* Activity
Line count for the string "root": state how many lines in the records below hold it, giving only the number.

* Material for the task
▼

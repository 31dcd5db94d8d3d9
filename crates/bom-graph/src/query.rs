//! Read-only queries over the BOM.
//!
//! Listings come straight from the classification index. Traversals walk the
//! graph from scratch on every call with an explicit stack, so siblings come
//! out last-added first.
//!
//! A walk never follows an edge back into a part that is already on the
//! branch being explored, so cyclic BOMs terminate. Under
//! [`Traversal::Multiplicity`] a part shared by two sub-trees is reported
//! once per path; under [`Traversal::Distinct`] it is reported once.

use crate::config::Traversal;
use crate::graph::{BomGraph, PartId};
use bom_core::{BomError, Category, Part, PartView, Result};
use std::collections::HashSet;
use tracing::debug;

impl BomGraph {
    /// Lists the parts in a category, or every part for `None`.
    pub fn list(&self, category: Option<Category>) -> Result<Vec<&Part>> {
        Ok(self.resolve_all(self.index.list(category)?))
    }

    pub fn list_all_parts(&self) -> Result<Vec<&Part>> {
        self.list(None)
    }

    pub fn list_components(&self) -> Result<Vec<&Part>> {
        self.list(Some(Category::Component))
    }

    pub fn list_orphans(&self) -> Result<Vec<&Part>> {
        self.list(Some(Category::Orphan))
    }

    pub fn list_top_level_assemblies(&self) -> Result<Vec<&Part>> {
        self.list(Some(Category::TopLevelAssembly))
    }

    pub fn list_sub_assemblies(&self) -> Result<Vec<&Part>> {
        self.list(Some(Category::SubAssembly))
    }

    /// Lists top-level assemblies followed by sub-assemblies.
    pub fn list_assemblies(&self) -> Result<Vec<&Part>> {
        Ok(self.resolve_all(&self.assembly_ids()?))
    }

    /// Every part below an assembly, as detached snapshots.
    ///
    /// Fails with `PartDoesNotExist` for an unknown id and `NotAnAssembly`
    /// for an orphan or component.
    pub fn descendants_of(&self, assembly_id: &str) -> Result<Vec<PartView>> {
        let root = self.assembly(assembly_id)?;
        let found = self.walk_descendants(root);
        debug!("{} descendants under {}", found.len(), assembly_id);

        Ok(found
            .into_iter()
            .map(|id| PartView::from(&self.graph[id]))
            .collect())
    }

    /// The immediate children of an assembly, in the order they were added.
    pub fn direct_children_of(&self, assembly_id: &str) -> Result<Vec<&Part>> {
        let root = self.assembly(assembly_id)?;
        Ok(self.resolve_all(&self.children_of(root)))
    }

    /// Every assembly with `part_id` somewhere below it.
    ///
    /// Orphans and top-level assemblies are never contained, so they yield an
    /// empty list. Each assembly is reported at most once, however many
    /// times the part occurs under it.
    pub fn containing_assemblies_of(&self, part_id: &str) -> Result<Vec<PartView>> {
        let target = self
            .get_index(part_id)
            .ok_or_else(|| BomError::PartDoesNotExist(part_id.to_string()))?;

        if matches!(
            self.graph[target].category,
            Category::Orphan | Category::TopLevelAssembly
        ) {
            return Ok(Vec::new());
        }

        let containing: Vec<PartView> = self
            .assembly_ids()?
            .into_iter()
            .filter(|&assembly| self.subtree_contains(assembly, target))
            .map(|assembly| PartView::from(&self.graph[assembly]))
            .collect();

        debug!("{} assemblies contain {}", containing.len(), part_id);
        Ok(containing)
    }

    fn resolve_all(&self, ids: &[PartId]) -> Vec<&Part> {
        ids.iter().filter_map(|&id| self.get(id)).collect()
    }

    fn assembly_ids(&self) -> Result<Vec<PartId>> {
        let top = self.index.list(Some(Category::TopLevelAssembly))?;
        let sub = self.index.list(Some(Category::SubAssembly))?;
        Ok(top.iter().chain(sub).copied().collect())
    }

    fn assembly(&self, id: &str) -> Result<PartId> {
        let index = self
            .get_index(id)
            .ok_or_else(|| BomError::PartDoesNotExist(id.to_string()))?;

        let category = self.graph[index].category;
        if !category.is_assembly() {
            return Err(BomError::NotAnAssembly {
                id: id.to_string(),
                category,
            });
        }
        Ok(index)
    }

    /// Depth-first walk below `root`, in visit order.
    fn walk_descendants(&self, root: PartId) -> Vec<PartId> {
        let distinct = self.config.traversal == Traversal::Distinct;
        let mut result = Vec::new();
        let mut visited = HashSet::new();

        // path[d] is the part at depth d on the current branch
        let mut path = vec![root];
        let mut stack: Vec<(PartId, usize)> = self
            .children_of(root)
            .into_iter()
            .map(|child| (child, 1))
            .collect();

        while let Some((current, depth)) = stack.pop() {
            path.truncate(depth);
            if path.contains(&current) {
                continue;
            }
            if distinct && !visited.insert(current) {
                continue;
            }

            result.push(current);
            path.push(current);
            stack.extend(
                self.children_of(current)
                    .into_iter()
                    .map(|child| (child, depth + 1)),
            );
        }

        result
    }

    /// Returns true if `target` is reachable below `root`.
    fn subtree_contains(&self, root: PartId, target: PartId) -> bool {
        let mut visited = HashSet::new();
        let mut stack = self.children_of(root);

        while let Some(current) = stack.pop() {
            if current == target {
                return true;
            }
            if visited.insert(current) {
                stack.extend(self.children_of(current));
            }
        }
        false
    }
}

▲

* Response to this exercise
11